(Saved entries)
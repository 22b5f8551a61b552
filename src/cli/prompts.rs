//! Interactive prompts that re-ask until the answer validates.

use chrono::NaiveDate;
use dialoguer::{Confirm, Input, Select};

use crate::cli::today;
use crate::error::{Result, StashError};
use crate::ledger::Ledger;
use crate::models::{EntryKind, DEFAULT_CATEGORY};
use crate::validate::{
    check_description, normalize_category, parse_amount, parse_date, parse_days, parse_goal_amount,
};

fn ask(prompt: &str, default: Option<&str>, check: impl Fn(&str) -> Result<()>) -> Result<String> {
    let mut input = Input::<String>::new()
        .with_prompt(prompt)
        .allow_empty(default.is_some())
        .validate_with(|s: &String| check(s).map_err(|e| e.to_string()));
    if let Some(d) = default {
        input = input.default(d.to_string()).show_default(!d.is_empty());
    }
    Ok(input.interact_text()?)
}

pub fn amount(prompt: &str) -> Result<f64> {
    let raw = ask(prompt, None, |s| parse_amount(s).map(|_| ()))?;
    parse_amount(&raw)
}

pub fn goal_amount(prompt: &str) -> Result<f64> {
    let raw = ask(prompt, None, |s| parse_goal_amount(s).map(|_| ()))?;
    parse_goal_amount(&raw)
}

pub fn date(prompt: &str) -> Result<NaiveDate> {
    let now = today();
    let raw = ask(prompt, Some("today"), |s| parse_date(s, now).map(|_| ()))?;
    parse_date(&raw, now)
}

pub fn days(prompt: &str) -> Result<u32> {
    let raw = ask(prompt, Some("30"), |s| parse_days(s).map(|_| ()))?;
    parse_days(&raw)
}

pub fn description() -> Result<String> {
    let raw = ask("Description", Some(""), |s| check_description(s).map(|_| ()))?;
    check_description(raw.trim())
}

pub const ADD_CATEGORY: &str = "Add a new category";

/// Menu items for picking a category: the names in use, then `Add a new
/// category` when new names are allowed. An empty table still offers `Misc`.
pub fn category_items(names: &[String], allow_new: bool, exclude_misc: bool) -> Vec<String> {
    let mut items: Vec<String> = names
        .iter()
        .filter(|n| !(exclude_misc && n.as_str() == DEFAULT_CATEGORY))
        .cloned()
        .collect();
    if allow_new {
        if items.is_empty() && !exclude_misc {
            items.push(DEFAULT_CATEGORY.to_string());
        }
        items.push(ADD_CATEGORY.to_string());
    }
    items
}

fn check_new_category(raw: &str, taken: &[String]) -> Result<String> {
    let name = normalize_category(raw)?;
    if taken.contains(&name) {
        return Err(StashError::Validation(format!("{name} already exists")));
    }
    Ok(name)
}

/// A category name not already in `taken`.
pub fn new_category(prompt: &str, taken: &[String]) -> Result<String> {
    let raw = ask(prompt, None, |s| check_new_category(s, taken).map(|_| ()))?;
    check_new_category(&raw, taken)
}

/// Pick one of `kind`'s categories, or type a new one when `allow_new`.
/// `None` when there is nothing to pick from.
pub fn choose_category(
    ledger: &Ledger<'_>,
    kind: EntryKind,
    allow_new: bool,
    exclude_misc: bool,
) -> Result<Option<String>> {
    let names = ledger.categories(kind)?;
    let items = category_items(&names, allow_new, exclude_misc);
    if items.is_empty() {
        println!("No {} categories to choose from.", kind.label().to_lowercase());
        return Ok(None);
    }
    let labels: Vec<&str> = items.iter().map(String::as_str).collect();
    let picked = &items[choose("Category", &labels)?];
    if allow_new && picked == ADD_CATEGORY {
        return new_category("New category name", &names).map(Some);
    }
    Ok(Some(picked.clone()))
}

pub fn id(prompt: &str) -> Result<i64> {
    Ok(Input::<i64>::new().with_prompt(prompt).interact_text()?)
}

pub fn text(prompt: &str) -> Result<String> {
    Ok(Input::<String>::new().with_prompt(prompt).interact_text()?)
}

pub fn confirm(prompt: &str) -> Result<bool> {
    Ok(Confirm::new().with_prompt(prompt).default(false).interact()?)
}

pub fn choose(prompt: &str, items: &[&str]) -> Result<usize> {
    Ok(Select::new()
        .with_prompt(prompt)
        .items(items)
        .default(0)
        .interact()?)
}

Activity:
What is the number of lines in the data that include "when"? Answer with that number alone.

Task result:
3